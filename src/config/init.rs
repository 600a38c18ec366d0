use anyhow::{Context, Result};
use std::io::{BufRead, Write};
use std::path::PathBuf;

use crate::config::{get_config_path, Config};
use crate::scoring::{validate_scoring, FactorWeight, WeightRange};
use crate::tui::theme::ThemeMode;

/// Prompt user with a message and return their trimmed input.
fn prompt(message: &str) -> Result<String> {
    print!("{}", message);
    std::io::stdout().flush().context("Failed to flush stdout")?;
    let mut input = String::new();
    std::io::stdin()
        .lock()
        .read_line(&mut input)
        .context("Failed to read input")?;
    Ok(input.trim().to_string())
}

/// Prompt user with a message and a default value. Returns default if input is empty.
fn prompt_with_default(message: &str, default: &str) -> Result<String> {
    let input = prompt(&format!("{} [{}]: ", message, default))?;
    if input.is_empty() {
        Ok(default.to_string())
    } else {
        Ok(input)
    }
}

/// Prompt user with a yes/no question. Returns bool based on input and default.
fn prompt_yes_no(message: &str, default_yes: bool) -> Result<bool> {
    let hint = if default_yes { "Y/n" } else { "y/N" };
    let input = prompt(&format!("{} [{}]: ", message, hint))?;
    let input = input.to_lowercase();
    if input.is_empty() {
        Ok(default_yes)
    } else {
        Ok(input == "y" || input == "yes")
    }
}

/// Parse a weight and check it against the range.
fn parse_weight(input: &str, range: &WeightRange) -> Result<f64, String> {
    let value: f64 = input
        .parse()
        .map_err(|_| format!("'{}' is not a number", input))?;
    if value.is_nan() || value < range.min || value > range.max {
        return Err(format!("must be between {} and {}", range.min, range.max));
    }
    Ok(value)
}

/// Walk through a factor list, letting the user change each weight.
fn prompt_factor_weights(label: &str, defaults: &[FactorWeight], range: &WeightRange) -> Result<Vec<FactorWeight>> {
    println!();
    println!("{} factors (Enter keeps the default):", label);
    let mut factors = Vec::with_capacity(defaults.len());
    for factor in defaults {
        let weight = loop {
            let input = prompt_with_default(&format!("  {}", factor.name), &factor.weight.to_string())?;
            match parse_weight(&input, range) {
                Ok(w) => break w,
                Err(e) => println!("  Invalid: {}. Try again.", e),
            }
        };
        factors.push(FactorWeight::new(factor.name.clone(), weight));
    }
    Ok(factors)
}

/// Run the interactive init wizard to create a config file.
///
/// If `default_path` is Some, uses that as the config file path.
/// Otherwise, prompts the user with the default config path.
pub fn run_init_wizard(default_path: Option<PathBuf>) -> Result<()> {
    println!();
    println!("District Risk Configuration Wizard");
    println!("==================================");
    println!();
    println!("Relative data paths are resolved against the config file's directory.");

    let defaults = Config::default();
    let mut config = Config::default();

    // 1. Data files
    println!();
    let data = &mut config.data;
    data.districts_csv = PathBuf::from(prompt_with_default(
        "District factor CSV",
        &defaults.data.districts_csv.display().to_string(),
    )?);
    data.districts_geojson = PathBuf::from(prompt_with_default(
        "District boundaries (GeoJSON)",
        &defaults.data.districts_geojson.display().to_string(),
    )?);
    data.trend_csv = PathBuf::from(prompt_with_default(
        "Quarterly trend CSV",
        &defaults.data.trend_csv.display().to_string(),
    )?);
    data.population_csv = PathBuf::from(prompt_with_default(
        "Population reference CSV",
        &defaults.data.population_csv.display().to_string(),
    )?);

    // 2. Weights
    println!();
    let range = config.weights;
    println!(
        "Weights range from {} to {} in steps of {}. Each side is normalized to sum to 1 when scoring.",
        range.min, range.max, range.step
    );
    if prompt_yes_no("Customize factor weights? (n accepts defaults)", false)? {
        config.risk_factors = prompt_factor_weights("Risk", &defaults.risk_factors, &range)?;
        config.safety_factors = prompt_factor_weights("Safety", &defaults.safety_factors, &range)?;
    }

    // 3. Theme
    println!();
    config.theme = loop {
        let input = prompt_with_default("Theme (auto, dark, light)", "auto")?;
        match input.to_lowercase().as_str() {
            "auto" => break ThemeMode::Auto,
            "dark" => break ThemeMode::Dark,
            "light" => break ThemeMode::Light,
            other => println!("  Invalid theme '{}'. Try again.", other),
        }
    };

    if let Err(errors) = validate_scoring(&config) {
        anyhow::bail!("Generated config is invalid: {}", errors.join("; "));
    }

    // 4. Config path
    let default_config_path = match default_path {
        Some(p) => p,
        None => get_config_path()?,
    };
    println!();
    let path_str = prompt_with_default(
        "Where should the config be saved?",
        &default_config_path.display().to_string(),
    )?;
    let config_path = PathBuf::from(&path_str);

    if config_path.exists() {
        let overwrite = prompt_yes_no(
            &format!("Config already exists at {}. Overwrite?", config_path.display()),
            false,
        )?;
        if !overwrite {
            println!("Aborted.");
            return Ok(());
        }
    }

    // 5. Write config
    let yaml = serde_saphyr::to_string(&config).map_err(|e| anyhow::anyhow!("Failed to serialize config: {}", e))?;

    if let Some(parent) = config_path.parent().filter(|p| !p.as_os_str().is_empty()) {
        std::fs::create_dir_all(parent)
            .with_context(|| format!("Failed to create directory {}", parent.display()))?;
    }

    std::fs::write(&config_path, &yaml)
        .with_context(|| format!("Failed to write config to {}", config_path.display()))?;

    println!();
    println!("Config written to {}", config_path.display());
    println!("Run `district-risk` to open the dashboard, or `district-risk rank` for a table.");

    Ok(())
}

- **TASK ITEM**
Copy the material above word for word, taking the first line, the line containing "input is empty.", and every line between them, and nothing else.

- **YOUR RESPONSE**
filename src/config/init.rs
repository 600a38c18ec366d0
use anyhow::{Context, Result};
use std::io::{BufRead, Write};
use std::path::PathBuf;

use crate::config::{get_config_path, Config};
use crate::scoring::{validate_scoring, FactorWeight, WeightRange};
use crate::tui::theme::ThemeMode;

/// Prompt user with a message and return their trimmed input.
fn prompt(message: &str) -> Result<String> {
    print!("{}", message);
    std::io::stdout().flush().context("Failed to flush stdout")?;
    let mut input = String::new();
    std::io::stdin()
        .lock()
        .read_line(&mut input)
        .context("Failed to read input")?;
    Ok(input.trim().to_string())
}

/// Prompt user with a message and a default value. Returns default if input is empty.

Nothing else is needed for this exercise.